Can Leftover Cold Rice Help Prevent Blood Sugar Spike? Know This Hack To Make Rice Diabetes-Friendly
If you're looking for a way to make rice more diabetes-friendly, try cooking it, refrigerating it, and eating it the next day

If you're looking for a way to make rice more diabetes-friendly, try cooking it, refrigerating it, and eating it the next day. While this may sound surprising, research suggests that cooling high-starch foods like rice and potatoes can transform digestible starch into resistant starch, which is better for blood sugar control.
How refrigeration reduces glycaemic index of rice?
Nutritionist Pooja Makhija, in a youtube video has suggested refrigerating cooked rice for 24 hours and then reheating it reduces its glycaemic index. This process, known as starch retrogradation, changes digestible starch into resistant starch. “Digestible starch is what our body breaks down, leading to a rise in blood sugar levels. Resistant starch, on the other hand, cannot be broken down by our body. It doesn't spike blood sugar but acts as a prebiotic, feeding the healthy gut microbiome,” she explained.

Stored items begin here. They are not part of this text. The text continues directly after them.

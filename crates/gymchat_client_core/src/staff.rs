#![forbid(unsafe_code)]

use std::sync::Arc;

use gymchat_domain::{ChatMessage, Conversation, ConversationDirectory, ConversationId, Destination, SenderRole, StaffNotification, Topic};
use parking_lot::Mutex;
use tokio::sync::{mpsc, watch};
use tokio::task::JoinHandle;
use tracing::{debug, info, warn};

use crate::controller::ChatClient;
use crate::rest::ChatApi;
use crate::subscriptions::SubscriptionHandle;
use crate::view::ConversationView;
use crate::ChatError;

struct Inbox {
	conversations: Mutex<Vec<Conversation>>,
	revision: watch::Sender<u64>,
}

impl Inbox {
	fn replace(&self, conversations: &[Conversation]) {
		*self.conversations.lock() = ConversationDirectory::order(conversations);
		self.revision.send_modify(|r| *r = r.wrapping_add(1));
	}
}

async fn reload(api: &dyn ChatApi, inbox: &Inbox) -> Result<(), ChatError> {
	let conversations = api.list_conversations().await?;
	debug!(count = conversations.len(), "conversation list refreshed");
	inbox.replace(&conversations);
	Ok(())
}

/// Staff console: every conversation, most recently active first, refreshed on each staff notification.
pub struct StaffInbox {
	client: ChatClient,
	api: Arc<dyn ChatApi>,
	inbox: Arc<Inbox>,
	view: ConversationView,
	notifications: Option<SubscriptionHandle>,
	refresher: Option<JoinHandle<()>>,
}

impl StaffInbox {
	pub fn new(client: ChatClient, api: Arc<dyn ChatApi>) -> Self {
		let (revision, _) = watch::channel(0);
		Self {
			client,
			api,
			inbox: Arc::new(Inbox {
				conversations: Mutex::new(Vec::new()),
				revision,
			}),
			view: ConversationView::new(),
			notifications: None,
			refresher: None,
		}
	}

	/// Load the list and follow `/topic/staff/new-messages`. Requires a connected client.
	pub async fn start(&mut self) -> Result<(), ChatError> {
		self.stop_refresher();

		let (tx, mut rx) = mpsc::unbounded_channel::<StaffNotification>();
		let handle = self
			.client
			.subscribe(Topic::staff_new_messages(), move |notification: StaffNotification| {
				let _ = tx.send(notification);
			})
			.await?;
		self.notifications = Some(handle);

		let api = Arc::clone(&self.api);
		let inbox = Arc::clone(&self.inbox);
		// Ends when the subscription is released, since that drops the sender.
		self.refresher = Some(tokio::spawn(async move {
			while let Some(notification) = rx.recv().await {
				match &notification.conversation_id {
					Some(id) => debug!(conversation = %id, "staff notification"),
					None => debug!(customer = ?notification.customer_name, "staff notification"),
				}
				while rx.try_recv().is_ok() {}
				if let Err(e) = reload(api.as_ref(), &inbox).await {
					warn!(error = %e, "conversation refresh failed");
				}
			}
		}));

		self.refresh().await
	}

	pub async fn refresh(&self) -> Result<(), ChatError> {
		reload(self.api.as_ref(), &self.inbox).await
	}

	/// Current list, most recently active first.
	pub fn conversations(&self) -> Vec<Conversation> {
		self.inbox.conversations.lock().clone()
	}

	/// Ticks whenever the list changes.
	pub fn changes(&self) -> watch::Receiver<u64> {
		self.inbox.revision.subscribe()
	}

	pub async fn open_conversation(&self, conversation_id: ConversationId) -> Result<(), ChatError> {
		self.view.attach(&self.client, self.api.as_ref(), conversation_id).await
	}

	pub fn open_conversation_id(&self) -> Option<ConversationId> {
		self.view.conversation_id()
	}

	pub fn messages(&self) -> Vec<ChatMessage> {
		self.view.messages()
	}

	pub fn view(&self) -> &ConversationView {
		&self.view
	}

	/// Reply in the open conversation.
	pub async fn send(&self, content: &str) -> Result<ChatMessage, ChatError> {
		if self.view.conversation_id().is_none() {
			return Err(ChatError::SendFailure("no conversation open".to_string()));
		}
		self.view
			.send(&self.client, SenderRole::Staff, Destination::StaffSend, content)
			.await
	}

	/// Take a conversation and refresh the list.
	pub async fn assign(&self, conversation_id: &ConversationId) -> Result<(), ChatError> {
		self.api.assign_conversation(conversation_id).await?;
		info!(conversation = %conversation_id, "conversation assigned");
		self.refresh().await
	}

	/// Stop following notifications and close the open conversation.
	pub async fn stop(&mut self) {
		if let Some(handle) = self.notifications.take() {
			self.client.unsubscribe_handle(&handle).await;
		}
		self.stop_refresher();
		self.view.detach(&self.client).await;
	}

	fn stop_refresher(&mut self) {
		if let Some(task) = self.refresher.take() {
			task.abort();
		}
	}
}

impl Drop for StaffInbox {
	fn drop(&mut self) {
		self.stop_refresher();
	}
}
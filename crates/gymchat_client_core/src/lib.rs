#![forbid(unsafe_code)]

//! Realtime support-chat client: one STOMP-over-WebSocket connection owned by a network task, a topic registry,
//! optimistic message reconciliation and the customer/staff consumers built on top.

mod backend;
pub mod config;
pub mod controller;
pub mod credential;
pub mod customer;
pub mod dispatcher;
pub mod error;
pub mod reconciler;
pub mod reconnect;
pub mod rest;
pub mod staff;
pub mod state;
pub mod subscriptions;
pub mod transport;
pub mod view;

pub use config::{API_BASE_URL_ENV, AUTH_TOKEN_ENV, ClientConfig, DEFAULT_API_BASE_URL};
pub use controller::{ChatClient, ShutdownHandle};
pub use credential::{CredentialSource, EnvCredential, SecretString, SharedCredentialSource, StaticCredential};
pub use customer::CustomerChat;
pub use dispatcher::OutboundMessage;
pub use error::ChatError;
pub use reconciler::{Admission, MessageReconciler};
pub use rest::{ChatApi, HttpChatApi};
pub use staff::StaffInbox;
pub use state::{ChatEvent, ConnectionState};
pub use subscriptions::{MessageHandler, SubscriptionHandle, SubscriptionId};
pub use view::ConversationView;
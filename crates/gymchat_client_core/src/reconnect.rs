#![forbid(unsafe_code)]

use std::time::Duration;

use tokio::time::Instant;

/// Fixed-delay, bounded reconnect schedule.
#[derive(Debug, Clone, Copy, PartialEq, Eq)]
pub struct ReconnectPolicy {
	pub delay: Duration,
	pub max_attempts: u32,
}

impl ReconnectPolicy {
	pub fn new(delay: Duration, max_attempts: u32) -> Self {
		Self { delay, max_attempts }
	}

	/// Deadline and delay (ms) for `attempt` (1-based), or `None` once attempts are exhausted.
	pub fn schedule(&self, attempt: u32) -> Option<(Instant, u64)> {
		if attempt == 0 || attempt > self.max_attempts {
			return None;
		}
		let ms = u64::try_from(self.delay.as_millis()).unwrap_or(u64::MAX);
		Some((Instant::now() + self.delay, ms))
	}
}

Makhija also tested this process using glucose monitoring and found that refrigerated rice resulted in a far lower glycaemic response compared to freshly cooked rice.

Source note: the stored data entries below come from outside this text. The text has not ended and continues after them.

#![forbid(unsafe_code)]

use core::fmt;

use chrono::{DateTime, Utc};
use serde::{Deserialize, Deserializer, Serialize, Serializer};

use crate::ConversationId;

/// Backend conversation status. Codes this client does not know are kept verbatim.
#[derive(Debug, Clone, Default, PartialEq, Eq, Hash)]
pub enum ConversationStatus {
	#[default]
	New,
	Assigned,
	Other(String),
}

impl ConversationStatus {
	/// Wire code as sent by the backend.
	pub fn as_code(&self) -> &str {
		match self {
			ConversationStatus::New => "NEW",
			ConversationStatus::Assigned => "ASSIGNED",
			ConversationStatus::Other(code) => code,
		}
	}

	pub fn from_code(code: &str) -> Self {
		match code.trim() {
			"NEW" => ConversationStatus::New,
			"ASSIGNED" => ConversationStatus::Assigned,
			_ => ConversationStatus::Other(code.to_string()),
		}
	}
}

impl fmt::Display for ConversationStatus {
	fn fmt(&self, f: &mut fmt::Formatter<'_>) -> fmt::Result {
		f.write_str(self.as_code())
	}
}

impl Serialize for ConversationStatus {
	fn serialize<S: Serializer>(&self, serializer: S) -> Result<S::Ok, S::Error> {
		serializer.serialize_str(self.as_code())
	}
}

impl<'de> Deserialize<'de> for ConversationStatus {
	fn deserialize<D: Deserializer<'de>>(deserializer: D) -> Result<Self, D::Error> {
		let code = String::deserialize(deserializer)?;
		Ok(Self::from_code(&code))
	}
}

/// Conversation summary as listed by the backend. The client only reads and re-sorts these.
#[derive(Debug, Clone, PartialEq, Eq, Serialize, Deserialize)]
#[serde(rename_all = "camelCase")]
pub struct Conversation {
	pub id: ConversationId,
	#[serde(default)]
	pub customer_name: String,
	#[serde(default)]
	pub status: ConversationStatus,
	#[serde(default, deserialize_with = "crate::timestamp::deserialize_option")]
	pub last_message_at: Option<DateTime<Utc>>,
	#[serde(default, deserialize_with = "crate::timestamp::deserialize_option")]
	pub created_at: Option<DateTime<Utc>>,
	#[serde(default)]
	pub assigned_to_me: bool,
}

impl Conversation {
	/// Most recent activity: `max(last_message_at, created_at)`.
	pub fn last_activity(&self) -> Option<DateTime<Utc>> {
		match (self.last_message_at, self.created_at) {
			(Some(a), Some(b)) => Some(a.max(b)),
			(a, b) => a.or(b),
		}
	}
}

/// Ordering and labelling for the staff inbox.
pub struct ConversationDirectory;

impl ConversationDirectory {
	/// Most recently active first. Conversations without any timestamp sink to the end.
	pub fn order(conversations: &[Conversation]) -> Vec<Conversation> {
		let mut out = conversations.to_vec();
		// Option<DateTime> orders None first, so reversing puts it last.
		out.sort_by(|a, b| b.last_activity().cmp(&a.last_activity()));
		out
	}

	/// Human-facing status label.
	pub fn label(conversation: &Conversation) -> &str {
		match &conversation.status {
			ConversationStatus::New => "New",
			ConversationStatus::Assigned if conversation.assigned_to_me => "Assigned to me",
			ConversationStatus::Assigned => "Assigned",
			ConversationStatus::Other(code) => code,
		}
	}
}
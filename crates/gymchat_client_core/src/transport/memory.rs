#![forbid(unsafe_code)]

//! In-process transport: a connector/server pair joined by channels. Bytes still go through the STOMP codec.

use std::sync::Arc;
use std::sync::atomic::{AtomicBool, AtomicU32, Ordering};

use bytes::Bytes;
use gymchat_protocol::{Command, Decoded, Frame, encode_frame, framing::HEARTBEAT_EOL, header, version};
use tokio::sync::mpsc;
use url::Url;

use super::{BoxFuture, BoxedTransport, Connector, InboundBuffer, Transport};
use crate::ChatError;

struct MemoryShared {
	accept_tx: mpsc::UnboundedSender<MemoryPeer>,
	refusing: AtomicBool,
	attempts: AtomicU32,
	max_frame_bytes: usize,
}

/// Create a connected connector/server pair.
pub fn memory_transport(max_frame_bytes: usize) -> (MemoryConnector, MemoryServer) {
	let (accept_tx, accept_rx) = mpsc::unbounded_channel();
	let shared = Arc::new(MemoryShared {
		accept_tx,
		refusing: AtomicBool::new(false),
		attempts: AtomicU32::new(0),
		max_frame_bytes,
	});

	(
		MemoryConnector {
			shared: Arc::clone(&shared),
		},
		MemoryServer { accept_rx, shared },
	)
}

#[derive(Clone)]
pub struct MemoryConnector {
	shared: Arc<MemoryShared>,
}

impl Connector for MemoryConnector {
	fn connect<'a>(&'a self, _url: &'a Url) -> BoxFuture<'a, Result<BoxedTransport, ChatError>> {
		Box::pin(async move {
			self.shared.attempts.fetch_add(1, Ordering::SeqCst);
			if self.shared.refusing.load(Ordering::SeqCst) {
				return Err(ChatError::Connection("connection refused".to_string()));
			}

			let (to_server_tx, to_server_rx) = mpsc::unbounded_channel();
			let (to_client_tx, to_client_rx) = mpsc::unbounded_channel();
			let max = self.shared.max_frame_bytes;

			let peer = MemoryPeer {
				rx: to_server_rx,
				tx: to_client_tx,
				inbound: InboundBuffer::new(max),
				max_frame_bytes: max,
			};
			self.shared
				.accept_tx
				.send(peer)
				.map_err(|_| ChatError::Connection("no memory server listening".to_string()))?;

			Ok(Box::new(MemoryTransport {
				tx: Some(to_server_tx),
				rx: to_client_rx,
				inbound: InboundBuffer::new(max),
				max_frame_bytes: max,
			}) as BoxedTransport)
		})
	}
}

struct MemoryTransport {
	tx: Option<mpsc::UnboundedSender<Bytes>>,
	rx: mpsc::UnboundedReceiver<Bytes>,
	inbound: InboundBuffer,
	max_frame_bytes: usize,
}

impl MemoryTransport {
	fn write(&self, bytes: Bytes) -> Result<(), ChatError> {
		let tx = self
			.tx
			.as_ref()
			.ok_or_else(|| ChatError::Connection("transport closed".to_string()))?;
		tx.send(bytes)
			.map_err(|_| ChatError::Connection("peer closed".to_string()))
	}
}

impl Transport for MemoryTransport {
	fn send_frame<'a>(&'a mut self, frame: &'a Frame) -> BoxFuture<'a, Result<(), ChatError>> {
		Box::pin(async move {
			let bytes = encode_frame(frame, self.max_frame_bytes)?;
			self.write(Bytes::from(bytes))
		})
	}

	fn send_heartbeat<'a>(&'a mut self) -> BoxFuture<'a, Result<(), ChatError>> {
		Box::pin(async move { self.write(Bytes::from_static(HEARTBEAT_EOL)) })
	}

	fn recv<'a>(&'a mut self) -> BoxFuture<'a, Option<Result<Decoded, ChatError>>> {
		Box::pin(async move {
			loop {
				if let Some(item) = self.inbound.next_decoded() {
					return Some(item);
				}
				let bytes = self.rx.recv().await?;
				self.inbound.extend(&bytes);
			}
		})
	}

	fn close<'a>(&'a mut self) -> BoxFuture<'a, ()> {
		Box::pin(async move {
			self.tx = None;
			self.rx.close();
		})
	}
}

/// Accept side of [`memory_transport`].
pub struct MemoryServer {
	accept_rx: mpsc::UnboundedReceiver<MemoryPeer>,
	shared: Arc<MemoryShared>,
}

impl MemoryServer {
	/// Next client connection.
	pub async fn accept(&mut self) -> Option<MemoryPeer> {
		self.accept_rx.recv().await
	}

	/// Refuse (or accept again) subsequent connection attempts.
	pub fn set_refusing(&self, refusing: bool) {
		self.shared.refusing.store(refusing, Ordering::SeqCst);
	}

	/// Connection attempts seen so far, refused ones included.
	pub fn connect_attempts(&self) -> u32 {
		self.shared.attempts.load(Ordering::SeqCst)
	}
}

/// Server end of one memory connection. Dropping it closes the connection.
pub struct MemoryPeer {
	rx: mpsc::UnboundedReceiver<Bytes>,
	tx: mpsc::UnboundedSender<Bytes>,
	inbound: InboundBuffer,
	max_frame_bytes: usize,
}

impl MemoryPeer {
	/// Next decoded item from the client. `None` once the client closed.
	pub async fn recv(&mut self) -> Option<Decoded> {
		loop {
			match self.inbound.next_decoded() {
				Some(Ok(decoded)) => return Some(decoded),
				Some(Err(_)) => continue,
				None => {}
			}
			let bytes = self.rx.recv().await?;
			self.inbound.extend(&bytes);
		}
	}

	/// Next frame from the client, skipping heart-beats.
	pub async fn recv_frame(&mut self) -> Option<Frame> {
		loop {
			if let Decoded::Frame(frame) = self.recv().await? {
				return Some(frame);
			}
		}
	}

	/// Wait for CONNECT and answer CONNECTED with the given `heart-beat` value. Returns the CONNECT frame.
	pub async fn handshake(&mut self, heart_beat: &str) -> Option<Frame> {
		let connect = self.recv_frame().await?;
		if !matches!(connect.command, Command::Connect | Command::Stomp) {
			return None;
		}
		let connected = Frame::new(Command::Connected)
			.with_header(header::VERSION, version::STOMP_VERSION)
			.with_header(header::HEART_BEAT, heart_beat);
		self.send_frame(&connected).then_some(connect)
	}

	pub fn send_frame(&self, frame: &Frame) -> bool {
		match encode_frame(frame, self.max_frame_bytes) {
			Ok(bytes) => self.send_raw(&bytes),
			Err(_) => false,
		}
	}

	pub fn send_raw(&self, bytes: &[u8]) -> bool {
		self.tx.send(Bytes::copy_from_slice(bytes)).is_ok()
	}

	/// Push a MESSAGE frame with a JSON body.
	pub fn deliver(&self, subscription: &str, destination: &str, body: &str) -> bool {
		let frame = Frame::new(Command::Message)
			.with_header(header::SUBSCRIPTION, subscription)
			.with_header(header::DESTINATION, destination)
			.with_header(header::CONTENT_TYPE, "application/json")
			.with_body(body.to_string());
		self.send_frame(&frame)
	}
}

Research backs the benefits of leftover rice
A study published in the Nutrition and Diabetes journal supports this claim. The study found that consuming cooled and reheated rice caused a lower rise in post-meal blood glucose levels in people with type 1 diabetes. The cooling process retrogrades the starch, turning it into a form that the digestive system cannot absorb.

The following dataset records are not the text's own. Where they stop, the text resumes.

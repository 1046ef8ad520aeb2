#![forbid(unsafe_code)]

use core::fmt;
use std::sync::Arc;

/// Wrapper that redacts in logs.
#[derive(Clone, PartialEq, Eq)]
pub struct SecretString(String);

impl SecretString {
	pub fn new(s: impl Into<String>) -> Self {
		Self(s.into())
	}

	/// Access the inner secret string.
	pub fn expose(&self) -> &str {
		&self.0
	}
}

impl fmt::Debug for SecretString {
	fn fmt(&self, f: &mut fmt::Formatter<'_>) -> fmt::Result {
		f.write_str("SecretString(<redacted>)")
	}
}

impl fmt::Display for SecretString {
	fn fmt(&self, f: &mut fmt::Formatter<'_>) -> fmt::Result {
		f.write_str("<redacted>")
	}
}

/// Where the bearer token comes from. Read once per connection attempt, so a refreshed token is picked up on
/// reconnect.
pub trait CredentialSource: Send + Sync {
	/// Current token. `None` connects anonymously.
	fn bearer_token(&self) -> Option<SecretString>;
}

pub type SharedCredentialSource = Arc<dyn CredentialSource>;

/// A fixed token.
#[derive(Debug, Clone)]
pub struct StaticCredential(Option<SecretString>);

impl StaticCredential {
	pub fn new(token: impl Into<String>) -> Self {
		Self(non_blank(token.into()))
	}

	pub fn anonymous() -> Self {
		Self(None)
	}
}

impl CredentialSource for StaticCredential {
	fn bearer_token(&self) -> Option<SecretString> {
		self.0.clone()
	}
}

/// Token read from an environment variable at every attempt.
#[derive(Debug, Clone)]
pub struct EnvCredential {
	var: String,
}

impl EnvCredential {
	pub fn new(var: impl Into<String>) -> Self {
		Self { var: var.into() }
	}
}

impl CredentialSource for EnvCredential {
	fn bearer_token(&self) -> Option<SecretString> {
		std::env::var(&self.var).ok().and_then(non_blank)
	}
}

impl<F> CredentialSource for F
where
	F: Fn() -> Option<SecretString> + Send + Sync,
{
	fn bearer_token(&self) -> Option<SecretString> {
		self().filter(|t| !t.expose().trim().is_empty())
	}
}

fn non_blank(token: String) -> Option<SecretString> {
	let token = token.trim();
	if token.is_empty() {
		None
	} else {
		Some(SecretString::new(token))
	}
}
#![forbid(unsafe_code)]

//! REST collaborator: conversations and message history.

use anyhow::{Context, anyhow};
use async_trait::async_trait;
use gymchat_domain::{ConfirmedMessage, Conversation, ConversationId};
use gymchat_util::endpoint::BackendEndpoint;
use reqwest::StatusCode;
use serde::de::DeserializeOwned;
use tracing::debug;
use url::Url;

use crate::ChatError;
use crate::credential::SharedCredentialSource;

#[async_trait]
pub trait ChatApi: Send + Sync {
	/// The signed-in customer's conversation. `None` until the first message creates one.
	async fn fetch_my_conversation(&self) -> Result<Option<Conversation>, ChatError>;

	/// Confirmed history of a conversation, oldest first.
	async fn fetch_messages(&self, conversation_id: &ConversationId) -> Result<Vec<ConfirmedMessage>, ChatError>;

	/// Every conversation visible to the signed-in staff member.
	async fn list_conversations(&self) -> Result<Vec<Conversation>, ChatError>;

	/// Assign a conversation to the signed-in staff member.
	async fn assign_conversation(&self, conversation_id: &ConversationId) -> Result<(), ChatError>;
}

/// [`ChatApi`] over HTTP with `reqwest`.
#[derive(Clone)]
pub struct HttpChatApi {
	endpoint: BackendEndpoint,
	credentials: SharedCredentialSource,
	client: reqwest::Client,
}

impl HttpChatApi {
	pub fn new(endpoint: BackendEndpoint, credentials: SharedCredentialSource) -> Self {
		Self {
			endpoint,
			credentials,
			client: reqwest::Client::new(),
		}
	}

	fn url(&self, path: &str) -> anyhow::Result<Url> {
		self.endpoint.api_url(path).map_err(|e| anyhow!(e))
	}

	fn request(&self, method: reqwest::Method, url: Url) -> reqwest::RequestBuilder {
		let request = self.client.request(method, url);
		match self.credentials.bearer_token() {
			Some(token) => request.bearer_auth(token.expose()),
			None => request,
		}
	}

	async fn get_json<T: DeserializeOwned>(&self, path: &str, what: &str) -> anyhow::Result<T> {
		let resp = self
			.request(reqwest::Method::GET, self.url(path)?)
			.send()
			.await
			.with_context(|| format!("{what} request"))?;

		let status = resp.status();
		if !status.is_success() {
			return Err(anyhow!("{what} failed: status={status}"));
		}
		resp.json::<T>().await.with_context(|| format!("{what} decode"))
	}

	async fn my_conversation(&self) -> anyhow::Result<Option<Conversation>> {
		let resp = self
			.request(reqwest::Method::GET, self.url("chat/conversations/my")?)
			.send()
			.await
			.context("fetch my conversation request")?;

		// The backend answers 404, or 500 on some deployments, before the first message.
		match resp.status() {
			StatusCode::NOT_FOUND | StatusCode::INTERNAL_SERVER_ERROR | StatusCode::NO_CONTENT => {
				debug!(status = %resp.status(), "no conversation yet");
				return Ok(None);
			}
			status if !status.is_success() => {
				return Err(anyhow!("fetch my conversation failed: status={status}"));
			}
			_ => {}
		}

		let body = resp.text().await.context("fetch my conversation body")?;
		let body = body.trim();
		if body.is_empty() || body == "null" {
			return Ok(None);
		}
		let conversation = serde_json::from_str(body).context("fetch my conversation decode")?;
		Ok(Some(conversation))
	}

	async fn assign(&self, conversation_id: &ConversationId) -> anyhow::Result<()> {
		let url = self.url(&format!("chat/conversations/{conversation_id}/assign"))?;
		let resp = self
			.request(reqwest::Method::POST, url)
			.send()
			.await
			.context("assign conversation request")?;

		match resp.status() {
			StatusCode::OK | StatusCode::CREATED | StatusCode::NO_CONTENT => Ok(()),
			status => Err(anyhow!("assign conversation failed: status={status}")),
		}
	}
}

#[async_trait]
impl ChatApi for HttpChatApi {
	async fn fetch_my_conversation(&self) -> Result<Option<Conversation>, ChatError> {
		Ok(self.my_conversation().await?)
	}

	async fn fetch_messages(&self, conversation_id: &ConversationId) -> Result<Vec<ConfirmedMessage>, ChatError> {
		let path = format!("chat/conversations/{conversation_id}/messages");
		Ok(self.get_json(&path, "fetch messages").await?)
	}

	async fn list_conversations(&self) -> Result<Vec<Conversation>, ChatError> {
		Ok(self.get_json("chat/conversations", "list conversations").await?)
	}

	async fn assign_conversation(&self, conversation_id: &ConversationId) -> Result<(), ChatError> {
		Ok(self.assign(conversation_id).await?)
	}
}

“The cooling of rice after cooking causes retrogradation of starch, which becomes a non-absorbable product in the human digestive tract,” the study noted.
A practical tip for diabetics
If you enjoy eating rice but are worried about its impact on your blood sugar levels, this simple hack could make a big difference. Cook your rice, refrigerate it for 24 hours, and then reheat it before eating. This easy practice not only lowers the glycaemic index of rice but also supports gut health by providing prebiotics for your gut flora. Try this tested and proven method to enjoy rice in a healthier way!
You might not prefer consuming stale and leftover rice for various reasons. In that case, you can prefer to choose rice alternatives to satiate your cravings.